**PROBLEM DESCRIPTION:**
Search each line below for "networks", then return the lines where it appears.

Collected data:
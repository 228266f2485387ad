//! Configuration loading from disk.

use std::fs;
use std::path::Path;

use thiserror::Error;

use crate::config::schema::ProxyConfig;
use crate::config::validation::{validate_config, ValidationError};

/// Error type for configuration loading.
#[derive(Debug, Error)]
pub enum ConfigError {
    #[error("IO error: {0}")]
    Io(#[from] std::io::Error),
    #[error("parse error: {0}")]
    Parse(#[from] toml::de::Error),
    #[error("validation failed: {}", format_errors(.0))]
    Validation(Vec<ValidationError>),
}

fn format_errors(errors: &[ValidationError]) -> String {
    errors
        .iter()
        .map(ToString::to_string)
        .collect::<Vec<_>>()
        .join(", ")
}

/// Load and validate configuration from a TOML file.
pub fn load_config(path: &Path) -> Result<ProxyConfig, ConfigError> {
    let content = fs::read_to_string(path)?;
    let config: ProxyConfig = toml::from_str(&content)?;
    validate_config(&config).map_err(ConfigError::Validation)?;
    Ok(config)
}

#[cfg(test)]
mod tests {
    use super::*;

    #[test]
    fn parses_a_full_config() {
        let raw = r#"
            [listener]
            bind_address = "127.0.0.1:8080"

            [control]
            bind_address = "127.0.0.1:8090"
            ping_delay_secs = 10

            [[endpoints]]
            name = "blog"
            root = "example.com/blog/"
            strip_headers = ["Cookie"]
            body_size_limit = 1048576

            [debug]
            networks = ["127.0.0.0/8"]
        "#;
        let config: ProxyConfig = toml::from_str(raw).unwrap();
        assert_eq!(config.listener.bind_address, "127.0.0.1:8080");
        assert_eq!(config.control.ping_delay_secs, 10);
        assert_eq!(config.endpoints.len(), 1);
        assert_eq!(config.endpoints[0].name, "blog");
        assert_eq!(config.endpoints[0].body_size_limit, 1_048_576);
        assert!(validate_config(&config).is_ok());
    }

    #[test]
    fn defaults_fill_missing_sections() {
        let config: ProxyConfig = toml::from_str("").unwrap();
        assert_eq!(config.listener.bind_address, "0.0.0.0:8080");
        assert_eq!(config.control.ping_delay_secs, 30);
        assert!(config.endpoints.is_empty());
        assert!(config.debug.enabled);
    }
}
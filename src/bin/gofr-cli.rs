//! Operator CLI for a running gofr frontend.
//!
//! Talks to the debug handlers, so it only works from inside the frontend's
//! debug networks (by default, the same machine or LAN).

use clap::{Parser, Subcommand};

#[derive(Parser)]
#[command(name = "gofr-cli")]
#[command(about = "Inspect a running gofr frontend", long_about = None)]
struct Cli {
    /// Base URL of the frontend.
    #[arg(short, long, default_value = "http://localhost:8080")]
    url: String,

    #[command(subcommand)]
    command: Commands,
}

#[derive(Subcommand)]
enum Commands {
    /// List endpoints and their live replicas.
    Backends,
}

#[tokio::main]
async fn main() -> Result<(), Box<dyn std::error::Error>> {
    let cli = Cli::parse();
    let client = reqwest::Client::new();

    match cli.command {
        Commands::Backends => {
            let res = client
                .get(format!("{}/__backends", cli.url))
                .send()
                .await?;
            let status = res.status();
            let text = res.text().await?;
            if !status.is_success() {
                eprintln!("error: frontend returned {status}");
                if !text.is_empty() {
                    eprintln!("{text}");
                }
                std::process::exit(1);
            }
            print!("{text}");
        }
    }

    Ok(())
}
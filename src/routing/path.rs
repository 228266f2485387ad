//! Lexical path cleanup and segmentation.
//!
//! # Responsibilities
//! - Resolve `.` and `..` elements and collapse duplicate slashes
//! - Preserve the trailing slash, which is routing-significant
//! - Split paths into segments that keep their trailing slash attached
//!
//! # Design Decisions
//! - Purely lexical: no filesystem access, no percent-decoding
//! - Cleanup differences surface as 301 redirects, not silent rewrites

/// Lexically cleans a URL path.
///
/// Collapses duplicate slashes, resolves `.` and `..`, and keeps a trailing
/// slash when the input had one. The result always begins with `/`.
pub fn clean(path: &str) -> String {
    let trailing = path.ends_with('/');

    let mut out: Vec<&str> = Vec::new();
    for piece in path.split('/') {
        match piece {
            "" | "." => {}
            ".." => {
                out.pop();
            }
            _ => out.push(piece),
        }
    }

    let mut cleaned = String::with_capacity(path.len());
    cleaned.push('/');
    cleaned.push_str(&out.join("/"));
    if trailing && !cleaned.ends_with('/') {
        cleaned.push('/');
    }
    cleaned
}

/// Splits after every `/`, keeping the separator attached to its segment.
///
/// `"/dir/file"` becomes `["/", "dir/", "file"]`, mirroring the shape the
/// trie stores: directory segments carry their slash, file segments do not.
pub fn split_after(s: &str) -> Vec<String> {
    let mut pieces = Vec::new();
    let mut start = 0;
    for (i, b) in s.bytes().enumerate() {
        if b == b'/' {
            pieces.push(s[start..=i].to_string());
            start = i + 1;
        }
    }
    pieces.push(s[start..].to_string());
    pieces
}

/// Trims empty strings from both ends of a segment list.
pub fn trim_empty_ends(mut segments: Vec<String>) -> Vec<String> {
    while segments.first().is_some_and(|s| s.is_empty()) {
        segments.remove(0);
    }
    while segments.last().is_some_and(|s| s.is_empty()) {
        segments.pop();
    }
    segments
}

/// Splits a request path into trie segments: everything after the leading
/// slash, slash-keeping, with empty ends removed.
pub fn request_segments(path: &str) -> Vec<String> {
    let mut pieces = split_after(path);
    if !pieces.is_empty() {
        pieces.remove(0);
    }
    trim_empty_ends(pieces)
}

**PROBLEM SOLUTION:**
            networks = ["127.0.0.0/8"]
//! debug networks (by default, the same machine or LAN).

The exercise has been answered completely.